K Bramstedt keeps a precise count of every bag of food leaving the Aberdeen Food Bank, and of every person whose plate it reaches. From her folding chair post inside the food pantry at 2120 Commerce St., she peers through a pair of round glasses at a laptop screen with a spreadsheet tallying the number of mouths fed in the last several years.
This year’s count is larger than Bramstedt, a former food bank director and 40-year volunteer, has ever seen.
Bramstedt estimates the food bank fed 36% more people so far in 2023 than at this time last year. That equates to an increase of anywhere from 200 to 1,500 clients per month. Halfway through the two-hour service period on Tuesday, 12 new families who had not visited the food bank previously pulled their cars into the gravel lot in need of meals.
“That’s not atypical,” Bramstedt said.
The added pressures of 2023 are even more significant considering that in 2022 the food bank served three times as many people as it was serving before the pandemic began.
But food supply, including donations from the community, haven’t followed the same swelling trend, and have in fact done the opposite.
Food pantries in Grays Harbor, along with others in the region, receive much of their food supply from Coastal Harvest, a Hoquiam-based nonprofit that supports the smaller pantries with food deliveries.
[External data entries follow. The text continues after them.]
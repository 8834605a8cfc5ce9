use std::time::Duration;

use clap::Subcommand;
use machine_timeline_core::{Config, Database, Scheduler};
use tokio_util::sync::CancellationToken;
use tracing::info;

use super::print_json;

#[derive(Subcommand)]
pub enum AnalyzeAction {
    /// Run one analysis pass and print its report
    Run {
        /// Only this machine (its queue and activity, no Global queue)
        #[arg(long)]
        machine: Option<i64>,
    },
    /// Run passes periodically until interrupted
    Watch {
        /// Seconds between passes (defaults to analysis.interval_secs)
        #[arg(long)]
        interval: Option<u64>,
    },
}

pub fn run(action: AnalyzeAction) -> Result<(), Box<dyn std::error::Error>> {
    let config = Config::load()?;
    let scheduler = Scheduler::open(Database::open()?, &config)?;
    let runtime = tokio::runtime::Runtime::new()?;

    match action {
        AnalyzeAction::Run { machine } => {
            let cancel = CancellationToken::new();
            match machine {
                Some(machine_id) => {
                    let report = runtime.block_on(async {
                        let scheduler = scheduler.clone();
                        tokio::task::spawn_blocking(move || {
                            scheduler.run_machine(machine_id, &cancel)
                        })
                        .await
                    })?;
                    print_json(&report)?;
                }
                None => {
                    let report = runtime.block_on(scheduler.run_pass(&cancel))?;
                    print_json(&report)?;
                }
            }
        }
        AnalyzeAction::Watch { interval } => {
            let interval_secs = interval.unwrap_or(config.analysis.interval_secs).max(1);
            let interval = Duration::from_secs(interval_secs);
            let cancel = CancellationToken::new();
            runtime.block_on(async {
                let shutdown = cancel.clone();
                tokio::spawn(async move {
                    if tokio::signal::ctrl_c().await.is_ok() {
                        info!("interrupt received");
                    }
                    shutdown.cancel();
                });
                info!(interval_secs = interval.as_secs(), "watching");
                scheduler.run_periodically(interval, cancel).await
            })?;
        }
    }
    Ok(())
}
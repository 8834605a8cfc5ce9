//! Basic CLI E2E tests.
//!
//! Each test runs the built binary against its own data directory.

use std::path::Path;
use std::process::Command;

use tempfile::TempDir;

/// Run a CLI command and return (exit code, stdout, stderr).
fn run_cli(dir: &Path, args: &[&str]) -> (i32, String, String) {
    let output = Command::new(env!("CARGO_BIN_EXE_machine-timeline"))
        .env("MACHINE_TIMELINE_DIR", dir)
        .env("RUST_LOG", "off")
        .args(args)
        .output()
        .expect("Failed to execute CLI command");

    let stdout = String::from_utf8_lossy(&output.stdout).to_string();
    let stderr = String::from_utf8_lossy(&output.stderr).to_string();
    let code = output.status.code().unwrap_or(-1);

    (code, stdout, stderr)
}

fn json(stdout: &str) -> serde_json::Value {
    serde_json::from_str(stdout).expect("stdout is JSON")
}

#[test]
fn test_machine_add_and_list() {
    let dir = TempDir::new().unwrap();
    let (code, _, _) = run_cli(dir.path(), &["machine", "add", "1", "lathe"]);
    assert_eq!(code, 0);

    let (code, stdout, _) = run_cli(dir.path(), &["machine", "list"]);
    assert_eq!(code, 0);
    let machines = json(&stdout);
    assert_eq!(machines[0]["id"], 1);
    assert_eq!(machines[0]["name"], "lathe");
}

#[test]
fn test_machine_modes_lists_builtin_catalog() {
    let dir = TempDir::new().unwrap();
    let (code, stdout, _) = run_cli(dir.path(), &["machine", "modes"]);
    assert_eq!(code, 0);
    assert!(json(&stdout).as_array().unwrap().len() >= 6);
}

#[test]
fn test_fact_rejects_bad_timestamp() {
    let dir = TempDir::new().unwrap();
    run_cli(dir.path(), &["machine", "add", "1", "lathe"]);
    let (code, _, stderr) = run_cli(dir.path(), &["fact", "add", "1", "2", "yesterday"]);
    assert_ne!(code, 0);
    assert!(stderr.contains("invalid timestamp"));
}

#[test]
fn test_fact_rejects_empty_range() {
    let dir = TempDir::new().unwrap();
    run_cli(dir.path(), &["machine", "add", "1", "lathe"]);
    let (code, _, _) = run_cli(
        dir.path(),
        &["fact", "add", "1", "2", "2024-01-01T10:00:00Z", "2024-01-01T10:00:00Z"],
    );
    assert_ne!(code, 0);
}

#[test]
fn test_analyze_builds_reason_slots_and_summary() {
    let dir = TempDir::new().unwrap();
    run_cli(dir.path(), &["machine", "add", "1", "lathe"]);
    let (code, _, _) = run_cli(
        dir.path(),
        &["fact", "add", "1", "4", "2024-01-01T10:00:00Z", "2024-01-01T11:00:00Z"],
    );
    assert_eq!(code, 0);

    let (code, stdout, _) = run_cli(dir.path(), &["analyze", "run"]);
    assert_eq!(code, 0, "analyze failed");
    let report = json(&stdout);
    assert_eq!(report["machines"][0]["machine_id"], 1);
    assert_eq!(report["machines"][0]["status"]["state"], "completed");

    let (code, stdout, _) = run_cli(dir.path(), &["report", "slots", "1", "reason"]);
    assert_eq!(code, 0);
    let slots = json(&stdout);
    assert_eq!(slots.as_array().unwrap().len(), 1);

    let (code, stdout, _) = run_cli(dir.path(), &["report", "summary", "activity"]);
    assert_eq!(code, 0);
    let rows = json(&stdout);
    assert_eq!(rows[0]["duration_secs"], 3600);
}

#[test]
fn test_modification_add_and_list() {
    let dir = TempDir::new().unwrap();
    run_cli(dir.path(), &["machine", "add", "1", "lathe"]);
    let (code, stdout, _) = run_cli(
        dir.path(),
        &[
            "modification",
            "observation-state",
            "--machine",
            "1",
            "--begin",
            "2024-01-01T08:00:00Z",
            "--end",
            "2024-01-01T16:00:00Z",
            "Attended",
        ],
    );
    assert_eq!(code, 0);
    let id = json(&stdout)["id"].as_i64().unwrap();

    let (code, stdout, _) = run_cli(dir.path(), &["modification", "list", "--status", "pending"]);
    assert_eq!(code, 0);
    assert_eq!(json(&stdout)[0]["id"].as_i64(), Some(id));

    run_cli(dir.path(), &["analyze", "run"]);
    let (_, stdout, _) = run_cli(dir.path(), &["modification", "list", "--status", "done"]);
    assert_eq!(json(&stdout)[0]["id"].as_i64(), Some(id));
}

#[test]
fn test_config_get_set() {
    let dir = TempDir::new().unwrap();
    let (code, _, _) = run_cli(dir.path(), &["config", "set", "summary.day_cutoff", "06:00"]);
    assert_eq!(code, 0);
    let (code, stdout, _) = run_cli(dir.path(), &["config", "get", "summary.day_cutoff"]);
    assert_eq!(code, 0);
    assert_eq!(stdout.trim(), "06:00");

    let (code, _, _) = run_cli(dir.path(), &["config", "set", "summary.day_cutoff", "25:00"]);
    assert_ne!(code, 0);
    let (code, _, _) = run_cli(dir.path(), &["config", "get", "nope"]);
    assert_ne!(code, 0);
}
That supply has dwindled in the last few years for a number of reasons, said Coastal Harvest Executive Director Brent Hunter.
Supply chain issues are still lingering from the pandemic, while natural disasters have affected farms where key ingredients are grown.
“There’s just a lot of hiccups out there that are still happening,” Hunter said.
Coastal Harvest sustains its own food supply through community donations, buying its own food, local growers, and a larger Seattle-based food network, Northwest Harvest. Like the Aberdeen Food Bank, donations to Coastal Harvest are down, Hunter said, and it’s become more difficult for Northwest Harvest to keep the food pipeline flowing.
“This is a nationwide problem,” Hunter said. “It’s not a Grays Harbor problem. Every food bank network in the country is feeling the same thing.”
With donations and external supply down, Coastal Harvest has become increasingly reliant on local farms. Hunter said the organization has ramped up relationships with growers to ease some of the supply chain problems, and in turn provided a steady stream of fresh fruits and vegetables — scarce items during the past few years — to food pantries.
“We have been very fortunate with fresh fruits and vegetables,” Bramstedt said.
Bramstedt said that’s helped the Aberdeen Food Bank stay open each Tuesday despite more people coming through the door.
In addition to its weekly food service, the food bank distributes food bags among the homeless community each week and provides a monthly food box for seniors.
The food bank hopes to transition to a client-choice model, in which people can browse shelves of food like a grocery store, in the next few years.
But the food bank has also been forced to purchase more food directly to supplement its offerings. With prices rising, “that can only last so long,” Bramstedt said. Food costs in Western Washington have risen by 4% in the last year, according to the U.S. Bureau of Labor Statistics, and items like peanut butter are especially pricey but critical to the food boxes the pantry provides.
Other items like canned vegetables, canned fruit, mac and cheese, pasta, canned beans, canned tuna and canned chicken, are lacking. Because of high costs, the Aberdeen Food Bank won’t provide a Thanksgiving meal box this year, as is tradition. It will still provide a Christmas meal, Bramstedt said.
“We have to pay for all of that,” she said.
Purchasing food “can only last so long,” Bramstedt said. She said community donations, both food and financial, will be critical to the food bank’s future success.